雪の中を苦労して旅する僧(ワキ)がいます。
この僧侶の素性は、まだ明らかではありません。劇の進行上、僧侶が何者なのか知られていないことがとても重要なのです。ただ、観客の皆さまは知っておかれてもいいでしょう。僧侶は最明寺時頼、北条家五代執権として中期の鎌倉幕府を支えた人物です。出家して執権職を辞した後も幕政の実権を握っていました。というより、いまNHKが放送中の『時宗』の父、渡辺謙が扮していた人物と説明したほうが早いでしょうか。この最明寺時頼の生涯はやや謎めいています。若すぎる(三十歳)出家もそうですが、水戸黄門にも似た諸国行脚の伝説が数多く残され、この「鉢木」の物語もその一つです。
話を戻します。僧は雪深い信濃の国から鎌倉に向う途中、上野(現在の群馬県)の国佐野にたどりつきました。また雪が降ってきます。宿を借りようと、近くの家に頼みます。あらわれた女性(シテツレ・常世の妻)に、夫が戻らなければ返答できないと言われ、やむなく主人の帰りを待ちます。

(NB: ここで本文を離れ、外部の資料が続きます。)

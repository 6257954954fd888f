use crate::dom::Dom;
use crate::errors::WeekSearchError;
use crate::session::{Command, HostEvent, Reaction, Session};
use tokio::sync::mpsc::UnboundedReceiver;
use tokio::time::{sleep_until, Instant};
use tracing::debug;
use url::Url;

#[derive(Debug)]
struct Timer {
    due: Instant,
    seq: u64,
    command: Command,
}

#[derive(Debug, Default, PartialEq)]
pub struct Journal {
    pub navigations: Vec<Url>,
    pub notices: Vec<WeekSearchError>,
}

impl Journal {
    fn record(&mut self, reaction: Reaction) {
        self.navigations.extend(reaction.navigated);
        self.notices.extend(reaction.notices);
    }
}

#[derive(Debug, Default)]
pub struct Runtime {
    timers: Vec<Timer>,
    seq: u64,
    journal: Journal,
}

impl Runtime {
    pub fn new() -> Self {
        Self::default()
    }

    pub fn pending_timers(&self) -> usize {
        self.timers.len()
    }

    pub fn journal(&self) -> &Journal {
        &self.journal
    }

    pub fn into_journal(self) -> Journal {
        self.journal
    }

    pub fn submit(&mut self, session: &mut Session, dom: &mut dyn Dom, command: Command) {
        let mut reaction = session.dispatch(dom, command);
        let now = Instant::now();
        for scheduled in reaction.scheduled.drain(..) {
            self.seq += 1;
            self.timers.push(Timer {
                due: now + scheduled.delay,
                seq: self.seq,
                command: scheduled.command,
            });
        }
        self.journal.record(reaction);
    }

    pub async fn settle(&mut self, session: &mut Session, dom: &mut dyn Dom) {
        while let Some(due) = self.next_due() {
            sleep_until(due).await;
            self.fire_next(session, dom);
        }
    }

    pub async fn run(
        &mut self,
        session: &mut Session,
        dom: &mut dyn Dom,
        events: &mut UnboundedReceiver<HostEvent>,
    ) {
        let mut open = true;
        loop {
            let next = self.next_due();
            if !open && next.is_none() {
                break;
            }
            tokio::select! {
                event = events.recv(), if open => match event {
                    Some(event) => self.submit(session, dom, Command::Host(event)),
                    None => {
                        debug!("host event source closed");
                        open = false;
                    }
                },
                _ = sleep_until(next.unwrap_or_else(Instant::now)), if next.is_some() => {
                    self.fire_next(session, dom);
                }
            }
        }
    }

    fn next_due(&self) -> Option<Instant> {
        self.timers.iter().map(|timer| timer.due).min()
    }

    fn fire_next(&mut self, session: &mut Session, dom: &mut dyn Dom) {
        let Some(index) = self
            .timers
            .iter()
            .enumerate()
            .min_by_key(|(_, timer)| (timer.due, timer.seq))
            .map(|(index, _)| index)
        else {
            return;
        };
        let timer = self.timers.swap_remove(index);
        self.submit(session, dom, timer.command);
    }
}

#[cfg(test)]
mod tests {
    use super::*;
    use crate::config::Config;
    use crate::dates::NormalizedDate;
    use crate::dom::MemoryDom;
    use crate::injection::ICON_SELECTOR;
    use crate::sites::Site;
    use std::time::Duration;

    fn session() -> Session {
        Session::with_clock(Config::default(), || NormalizedDate::from_ymd(2024, 1, 13).unwrap())
    }

    #[tokio::test(start_paused = true)]
    async fn settle_waits_out_the_site_delay() {
        let url = Url::parse("https://www.youtube.com/results?search_query=a").unwrap();
        let mut dom = MemoryDom::search_page(url, Site::YouTube);
        let mut session = session();
        let mut runtime = Runtime::new();

        let started = Instant::now();
        runtime.submit(&mut session, &mut dom, Command::Boot);
        assert_eq!(runtime.pending_timers(), 1);
        assert_eq!(dom.count(ICON_SELECTOR), 0);

        runtime.settle(&mut session, &mut dom).await;
        assert_eq!(started.elapsed(), Duration::from_millis(2000));
        assert_eq!(dom.count(ICON_SELECTOR), 1);
        assert_eq!(runtime.pending_timers(), 0);
    }

    #[tokio::test(start_paused = true)]
    async fn run_returns_once_events_close_and_timers_drain() {
        let url = Url::parse("https://www.google.com/search?q=a").unwrap();
        let mut dom = MemoryDom::search_page(url, Site::Google);
        let mut session = session();
        let mut runtime = Runtime::new();
        runtime.submit(&mut session, &mut dom, Command::Boot);

        let (sender, mut events) = tokio::sync::mpsc::unbounded_channel();
        sender.send(HostEvent::DomMutated).unwrap();
        drop(sender);
        runtime.run(&mut session, &mut dom, &mut events).await;

        assert_eq!(runtime.pending_timers(), 0);
        assert_eq!(dom.count(ICON_SELECTOR), 1);
        assert_eq!(runtime.journal(), &Journal::default());
    }
}
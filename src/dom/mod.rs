pub mod memory;
pub mod selector;

pub use memory::MemoryDom;

use url::Url;

#[derive(Debug, Clone, Copy, PartialEq, Eq, PartialOrd, Ord, Hash)]
pub struct NodeId(pub usize);

#[derive(Debug, Clone, Copy, Default, PartialEq)]
pub struct Rect {
    pub left: f64,
    pub top: f64,
    pub width: f64,
    pub height: f64,
}

impl Rect {
    pub fn bottom(&self) -> f64 {
        self.top + self.height
    }
}

#[derive(Debug, Clone, Copy, Default, PartialEq)]
pub struct ScrollOffset {
    pub x: f64,
    pub y: f64,
}

pub trait Dom {
    fn query_one(&self, selector: &str) -> Option<NodeId>;
    fn query_all(&self, selector: &str) -> Vec<NodeId>;
    fn query_within(&self, root: NodeId, selector: &str) -> Option<NodeId>;
    fn element_by_id(&self, id: &str) -> Option<NodeId>;
    /// The node itself or its nearest ancestor matching `selector`.
    fn closest(&self, node: NodeId, selector: &str) -> Option<NodeId>;
    fn parent(&self, node: NodeId) -> Option<NodeId>;
    fn body(&self) -> NodeId;
    fn document_element(&self) -> NodeId;

    fn create_element(&mut self, tag: &str) -> NodeId;
    fn append_child(&mut self, parent: NodeId, child: NodeId);
    fn insert_before(&mut self, parent: NodeId, child: NodeId, reference: NodeId);
    fn remove(&mut self, node: NodeId);

    fn attribute(&self, node: NodeId, name: &str) -> Option<String>;
    fn set_attribute(&mut self, node: NodeId, name: &str, value: &str);
    fn style(&self, node: NodeId, property: &str) -> Option<String>;
    fn set_style(&mut self, node: NodeId, property: &str, value: &str);
    fn computed_style(&self, node: NodeId, property: &str) -> Option<String>;
    fn set_inner_html(&mut self, node: NodeId, html: &str);
    fn set_text(&mut self, node: NodeId, text: &str);
    fn text_content(&self, node: NodeId) -> String;
    fn value(&self, node: NodeId) -> String;
    fn set_value(&mut self, node: NodeId, value: &str);

    fn bounding_box(&self, node: NodeId) -> Rect;
    fn scroll_offset(&self) -> ScrollOffset;

    fn location(&self) -> Url;
    fn navigate(&mut self, url: Url);
}

pub fn set_styles(dom: &mut dyn Dom, node: NodeId, styles: &[(&str, &str)]) {
    for (property, value) in styles {
        dom.set_style(node, property, value);
    }
}

pub fn has_class(dom: &dyn Dom, node: NodeId, class: &str) -> bool {
    dom.attribute(node, "class")
        .is_some_and(|classes| classes.split_whitespace().any(|c| c == class))
}
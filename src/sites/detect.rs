use super::Site;
use crate::errors::WeekSearchError;
use url::Url;

pub fn detect(url: &Url) -> Option<Site> {
    let host = url.host_str()?.to_ascii_lowercase();
    detect_host_path(&host, url.path())
}

pub fn detect_host_path(host: &str, path: &str) -> Option<Site> {
    Site::ALL
        .into_iter()
        .find(|site| site.adapter().matches(host, path))
}

pub fn lookup(url: &Url) -> Result<Site, WeekSearchError> {
    detect(url).ok_or_else(|| WeekSearchError::AdapterNotFound {
        host: url.host_str().unwrap_or_default().to_string(),
    })
}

常世(シテ)が帰ってきました。自らの境遇に鬱屈を感じ、雪の風情を楽しむふうではありません。常世は、修業の僧に宿を請われた事情を妻から聞きますが、かたくなに断ります。自分の暮らしのみすぼらしさを強く恥じているからです。彼は言います、「十八町先に、よい宿がある。日が暮れない内に行きなさい」。僧は、むだに主人の帰りを待ったと、雪の中を出かけていきます。
夫のかたくなな態度を嘆いたのは妻でした。「僧をもてなして後生の功徳を積めべよかったのに」。その言葉に考え直した常世は、僧を呼び戻そうとします。しかし降りしきる雪、声はとどかず、あわてて後を追って僧にお泊りくださいと告げるのでした。
常世の家です。客を迎える支度もありません。かろうじて粗末な粟の飯を用意した常世は、邯鄲盧生の夢の逸話を語り、だが自分は寒さのあまりそんな夢を見る眠りもままならない、と嘆きます。夜も更け、いちだんと寒さは厳しくなってきました。僧に暖を、と思っても燃やす薪がありません。常世は、ふと鉢の木(盆栽の木)が燃やせることを思いつきます。それは、彼が長年趣味にして多くを集め、そのほとんどは譲り渡し、しかし最後まで手元に残し置いた愛蔵の梅桜松の鉢の木でした。
僧は驚き、固く辞退しますが、常世は僧をもてなせば功徳になる、と言いつつ、愛着の心をおさえて梅、桜、松の鉢の木をつぎつぎと切り、燃やしていきます。
暖かくなってきました。僧は主人をひとかどの人物だと感じ、名を尋ねます。彼は、佐野の地を支配していた源左衛門の尉常世だと名乗り、一族に領地を奪われ落ちぶれてしまった身の上を話します。当時、幕府には御家人たちの土地争いを調停する裁判所の機能がありました。常世は、訴訟を起こそうと思ったが折あしく最明寺時頼殿が諸国行脚で不在で上手く行かなかった。しかし、もし鎌倉に事があれば痩せ馬に乗りおんぼろの武具を身にまとってでも一番に馳せ参じて手柄を見せるつもりだ、と気概を込めて語るのです。
夜が明けました。別れぎわに僧は、訴訟のことを諦めるなと言い残し、名残を惜しみつつ旅立っていきます。
場面が変わり、騒然とした雰囲気です。幕府から諸国の武士たちに、武装して鎌倉に集合するよう指令が出されたからです。もちろんその中に常世の姿もありました。
最明寺時頼が登場します。時頼は軍勢の中からもっともみすぼらしい姿をした武者を探し出せ、と家臣に命じます。そのような武者、すなわち常世はすぐに見つかりました。常世は理由がわからいままに、時頼の前に進みます。居並ぶ侍たちの嘲りの笑いにも臆するところはありません。そして、そこで見た時頼こそ、あの一夜の宿を貸した旅の僧でした。
時頼はこの武者集めの意図を明かします。常世つまりは御家人たちの忠誠を試すこと。また訴訟は物事の理非によって公正に判断されること。その手始めに常世の本領を回復し、幕府の姿勢を広く示すことにありました。そしてなお愛蔵の鉢の木を薪に代えてもてなしてくれた礼として、常世に梅松桜にちなんだ名の領地を与えます。常代はこれまでの苦労が報われ、歓び勇んで故郷の佐野に帰るのでした。